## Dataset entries
------------

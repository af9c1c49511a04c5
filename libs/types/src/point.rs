//! Data points and the values they carry

use crate::error::PointError;
use crate::pair::Pair;
use bn::DecFloatPointNumber;
use chrono::{DateTime, Utc};
use serde::{Deserialize, Serialize, Serializer};
use std::collections::BTreeMap;

/// Free-form point and node metadata
pub type Meta = BTreeMap<String, serde_json::Value>;

/// Price observation for one pair
#[derive(Debug, Clone, PartialEq, Eq, Serialize, Deserialize)]
pub struct Tick {
    pub pair: Pair,
    pub price: Option<DecFloatPointNumber>,
    #[serde(default, skip_serializing_if = "Option::is_none")]
    pub volume24h: Option<DecFloatPointNumber>,
}

impl Tick {
    pub fn new(pair: Pair, price: DecFloatPointNumber) -> Self {
        Self {
            pair,
            price: Some(price),
            volume24h: None,
        }
    }

    pub fn with_volume(mut self, volume: DecFloatPointNumber) -> Self {
        self.volume24h = Some(volume);
        self
    }

    /// A tick is valid when both symbols are set, the price is strictly positive and
    /// the volume, if any, is not negative
    pub fn validate(&self) -> Result<(), PointError> {
        if !self.pair.is_valid() {
            return Err(PointError::validation(format!("tick pair '{}' is incomplete", self.pair)));
        }
        match &self.price {
            None => return Err(PointError::validation(format!("tick {} has no price", self.pair))),
            Some(price) if price.sign() <= 0 => {
                return Err(PointError::validation(format!(
                    "tick {} price must be positive, got {price}",
                    self.pair
                )))
            }
            Some(_) => {}
        }
        if let Some(volume) = &self.volume24h {
            if volume.is_negative() {
                return Err(PointError::validation(format!(
                    "tick {} volume must not be negative, got {volume}",
                    self.pair
                )));
            }
        }
        Ok(())
    }
}

/// Value carried by a point
#[derive(Debug, Clone, PartialEq, Eq, Serialize, Deserialize)]
#[serde(tag = "type", rename_all = "snake_case")]
pub enum Value {
    Tick(Tick),
    Static { value: DecFloatPointNumber },
}

impl Value {
    pub fn validate(&self) -> Result<(), PointError> {
        match self {
            Value::Tick(tick) => tick.validate(),
            Value::Static { .. } => Ok(()),
        }
    }

    pub fn as_tick(&self) -> Option<&Tick> {
        match self {
            Value::Tick(tick) => Some(tick),
            Value::Static { .. } => None,
        }
    }
}

impl From<Tick> for Value {
    fn from(tick: Tick) -> Self {
        Value::Tick(tick)
    }
}

fn serialize_error<S: Serializer>(error: &Option<PointError>, serializer: S) -> Result<S::Ok, S::Error> {
    match error {
        Some(err) => serializer.serialize_some(&err.message),
        None => serializer.serialize_none(),
    }
}

/// One observation, with the points it was derived from
///
/// A point carrying an `error` is not authoritative; read it through
/// [`validate`](Point::validate) or [`tick`](Point::tick).
#[derive(Debug, Clone, PartialEq, Serialize)]
pub struct Point {
    pub value: Option<Value>,
    pub time: DateTime<Utc>,
    #[serde(skip_serializing_if = "Vec::is_empty")]
    pub sub_points: Vec<Point>,
    #[serde(skip_serializing_if = "BTreeMap::is_empty")]
    pub meta: Meta,
    #[serde(serialize_with = "serialize_error", skip_serializing_if = "Option::is_none")]
    pub error: Option<PointError>,
}

impl Point {
    pub fn new(value: impl Into<Value>, time: DateTime<Utc>) -> Self {
        Self {
            value: Some(value.into()),
            time,
            sub_points: Vec::new(),
            meta: Meta::new(),
            error: None,
        }
    }

    /// Point that only reports a failure
    pub fn from_error(error: PointError) -> Self {
        Self {
            value: None,
            time: DateTime::<Utc>::default(),
            sub_points: Vec::new(),
            meta: Meta::new(),
            error: Some(error),
        }
    }

    pub fn with_sub_points(mut self, sub_points: Vec<Point>) -> Self {
        self.sub_points = sub_points;
        self
    }

    pub fn with_meta(mut self, key: impl Into<String>, value: impl Into<serde_json::Value>) -> Self {
        self.meta.insert(key.into(), value.into());
        self
    }

    pub fn is_err(&self) -> bool {
        self.error.is_some()
    }

    /// The recorded error, or a validation error for a missing or invalid value
    pub fn validate(&self) -> Result<(), PointError> {
        if let Some(err) = &self.error {
            return Err(err.clone());
        }
        match &self.value {
            None => Err(PointError::validation("point has no value")),
            Some(value) => value.validate(),
        }
    }

    /// The validated tick, or an error if the point fails or carries another value
    pub fn tick(&self) -> Result<&Tick, PointError> {
        self.validate()?;
        self.value
            .as_ref()
            .and_then(Value::as_tick)
            .ok_or_else(|| PointError::aggregation("point value is not a tick"))
    }
}

#[cfg(test)]
mod tests {
    use super::*;
    use crate::error::ErrorKind;
    use chrono::TimeZone;

    fn dec(s: &str) -> DecFloatPointNumber {
        s.parse().unwrap()
    }

    fn eth_usd(price: &str) -> Tick {
        Tick::new(Pair::new("ETH", "USD"), dec(price))
    }

    #[test]
    fn test_tick_validation() {
        assert!(eth_usd("3000.5").validate().is_ok());
        assert!(eth_usd("0").validate().is_err());
        assert!(eth_usd("-1").validate().is_err());
        assert!(eth_usd("1").with_volume(dec("-5")).validate().is_err());
        assert!(eth_usd("1").with_volume(dec("0")).validate().is_ok());

        let mut no_price = eth_usd("1");
        no_price.price = None;
        assert_eq!(no_price.validate().unwrap_err().kind, ErrorKind::Validation);
    }

    #[test]
    fn test_point_errors_take_precedence() {
        let err = PointError::transient("timeout");
        let mut point = Point::new(eth_usd("1"), Utc::now());
        point.error = Some(err.clone());
        assert_eq!(point.validate(), Err(err.clone()));
        assert_eq!(point.tick(), Err(err));
    }

    #[test]
    fn test_static_value_is_not_a_tick() {
        let point = Point::new(Value::Static { value: dec("1") }, Utc::now());
        assert!(point.validate().is_ok());
        assert_eq!(point.tick().unwrap_err().kind, ErrorKind::Aggregation);
    }

    #[test]
    fn test_json_shape() {
        let time = Utc.with_ymd_and_hms(2024, 5, 1, 12, 0, 0).unwrap();
        let point = Point::new(eth_usd("3000.5"), time).with_meta("type", "origin");
        let json = serde_json::to_value(&point).unwrap();
        assert_eq!(
            json,
            serde_json::json!({
                "value": {"type": "tick", "pair": "ETH/USD", "price": "3000.5"},
                "time": "2024-05-01T12:00:00Z",
                "meta": {"type": "origin"},
            })
        );

        let failed = serde_json::to_value(Point::from_error(PointError::configuration("no address"))).unwrap();
        assert_eq!(failed["error"], "no address");
        assert!(failed["value"].is_null());
    }
}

------------

## EXERCISE DIRECTIONS
Would you copy the data exactly as shown above?

## COMPLETED TASK
repository af9c1c49511a04c5
filename libs/types/src/point.rs
//! Data points and the values they carry

use crate::error::PointError;
use crate::pair::Pair;
use bn::DecFloatPointNumber;
use chrono::{DateTime, Utc};
use serde::{Deserialize, Serialize, Serializer};
use std::collections::BTreeMap;

/// Free-form point and node metadata
pub type Meta = BTreeMap<String, serde_json::Value>;

/// Price observation for one pair
#[derive(Debug, Clone, PartialEq, Eq, Serialize, Deserialize)]
pub struct Tick {
    pub pair: Pair,
    pub price: Option<DecFloatPointNumber>,
    #[serde(default, skip_serializing_if = "Option::is_none")]
    pub volume24h: Option<DecFloatPointNumber>,
}

impl Tick {
    pub fn new(pair: Pair, price: DecFloatPointNumber) -> Self {
        Self {
            pair,
            price: Some(price),
            volume24h: None,
        }
    }

    pub fn with_volume(mut self, volume: DecFloatPointNumber) -> Self {
        self.volume24h = Some(volume);
        self
    }

    /// A tick is valid when both symbols are set, the price is strictly positive and
    /// the volume, if any, is not negative
    pub fn validate(&self) -> Result<(), PointError> {
        if !self.pair.is_valid() {
            return Err(PointError::validation(format!("tick pair '{}' is incomplete", self.pair)));
        }
        match &self.price {
            None => return Err(PointError::validation(format!("tick {} has no price", self.pair))),
            Some(price) if price.sign() <= 0 => {
                return Err(PointError::validation(format!(
                    "tick {} price must be positive, got {price}",
                    self.pair
                )))
            }
            Some(_) => {}
        }
        if let Some(volume) = &self.volume24h {
            if volume.is_negative() {
                return Err(PointError::validation(format!(
                    "tick {} volume must not be negative, got {volume}",
                    self.pair
                )));
            }
        }
        Ok(())
    }
}

/// Value carried by a point
#[derive(Debug, Clone, PartialEq, Eq, Serialize, Deserialize)]
#[serde(tag = "type", rename_all = "snake_case")]
pub enum Value {
    Tick(Tick),
    Static { value: DecFloatPointNumber },
}

impl Value {
    pub fn validate(&self) -> Result<(), PointError> {
        match self {
            Value::Tick(tick) => tick.validate(),
            Value::Static { .. } => Ok(()),
        }
    }

    pub fn as_tick(&self) -> Option<&Tick> {
        match self {
            Value::Tick(tick) => Some(tick),
            Value::Static { .. } => None,
        }
    }
}

impl From<Tick> for Value {
    fn from(tick: Tick) -> Self {
        Value::Tick(tick)
    }
}

fn serialize_error<S: Serializer>(error: &Option<PointError>, serializer: S) -> Result<S::Ok, S::Error> {
    match error {
        Some(err) => serializer.serialize_some(&err.message),
        None => serializer.serialize_none(),
    }
}

/// One observation, with the points it was derived from
///
/// A point carrying an `error` is not authoritative; read it through
/// [`validate`](Point::validate) or [`tick`](Point::tick).
#[derive(Debug, Clone, PartialEq, Serialize)]
pub struct Point {
    pub value: Option<Value>,
    pub time: DateTime<Utc>,
    #[serde(skip_serializing_if = "Vec::is_empty")]
    pub sub_points: Vec<Point>,
    #[serde(skip_serializing_if = "BTreeMap::is_empty")]
    pub meta: Meta,
    #[serde(serialize_with = "serialize_error", skip_serializing_if = "Option::is_none")]
    pub error: Option<PointError>,
}

impl Point {
    pub fn new(value: impl Into<Value>, time: DateTime<Utc>) -> Self {
        Self {
            value: Some(value.into()),
            time,
            sub_points: Vec::new(),
            meta: Meta::new(),
            error: None,
        }
    }

    /// Point that only reports a failure
    pub fn from_error(error: PointError) -> Self {
        Self {
            value: None,
            time: DateTime::<Utc>::default(),
            sub_points: Vec::new(),
            meta: Meta::new(),
            error: Some(error),
        }
    }

    pub fn with_sub_points(mut self, sub_points: Vec<Point>) -> Self {
        self.sub_points = sub_points;
        self
    }

    pub fn with_meta(mut self, key: impl Into<String>, value: impl Into<serde_json::Value>) -> Self {
        self.meta.insert(key.into(), value.into());
        self
    }

    pub fn is_err(&self) -> bool {
        self.error.is_some()
    }

    /// The recorded error, or a validation error for a missing or invalid value
    pub fn validate(&self) -> Result<(), PointError> {
        if let Some(err) = &self.error {
            return Err(err.clone());
        }
        match &self.value {
            None => Err(PointError::validation("point has no value")),
            Some(value) => value.validate(),
        }
    }

    /// The validated tick, or an error if the point fails or carries another value
    pub fn tick(&self) -> Result<&Tick, PointError> {
        self.validate()?;
        self.value
            .as_ref()
            .and_then(Value::as_tick)
            .ok_or_else(|| PointError::aggregation("point value is not a tick"))
    }
}

#[cfg(test)]
mod tests {
    use super::*;
    use crate::error::ErrorKind;
    use chrono::TimeZone;

    fn dec(s: &str) -> DecFloatPointNumber {
        s.parse().unwrap()
    }

    fn eth_usd(price: &str) -> Tick {
        Tick::new(Pair::new("ETH", "USD"), dec(price))
    }

    #[test]
    fn test_tick_validation() {
        assert!(eth_usd("3000.5").validate().is_ok());
        assert!(eth_usd("0").validate().is_err());
        assert!(eth_usd("-1").validate().is_err());
        assert!(eth_usd("1").with_volume(dec("-5")).validate().is_err());
        assert!(eth_usd("1").with_volume(dec("0")).validate().is_ok());

        let mut no_price = eth_usd("1");
        no_price.price = None;
        assert_eq!(no_price.validate().unwrap_err().kind, ErrorKind::Validation);
    }

    #[test]
    fn test_point_errors_take_precedence() {
        let err = PointError::transient("timeout");
        let mut point = Point::new(eth_usd("1"), Utc::now());
        point.error = Some(err.clone());
        assert_eq!(point.validate(), Err(err.clone()));
        assert_eq!(point.tick(), Err(err));
    }

    #[test]
    fn test_static_value_is_not_a_tick() {
        let point = Point::new(Value::Static { value: dec("1") }, Utc::now());
        assert!(point.validate().is_ok());
        assert_eq!(point.tick().unwrap_err().kind, ErrorKind::Aggregation);
    }

    #[test]
    fn test_json_shape() {
        let time = Utc.with_ymd_and_hms(2024, 5, 1, 12, 0, 0).unwrap();
        let point = Point::new(eth_usd("3000.5"), time).with_meta("type", "origin");
        let json = serde_json::to_value(&point).unwrap();
        assert_eq!(
            json,
            serde_json::json!({
                "value": {"type": "tick", "pair": "ETH/USD", "price": "3000.5"},
                "time": "2024-05-01T12:00:00Z",
                "meta": {"type": "origin"},
            })
        );

        let failed = serde_json::to_value(Point::from_error(PointError::configuration("no address"))).unwrap();
        assert_eq!(failed["error"], "no address");
        assert!(failed["value"].is_null());
    }
}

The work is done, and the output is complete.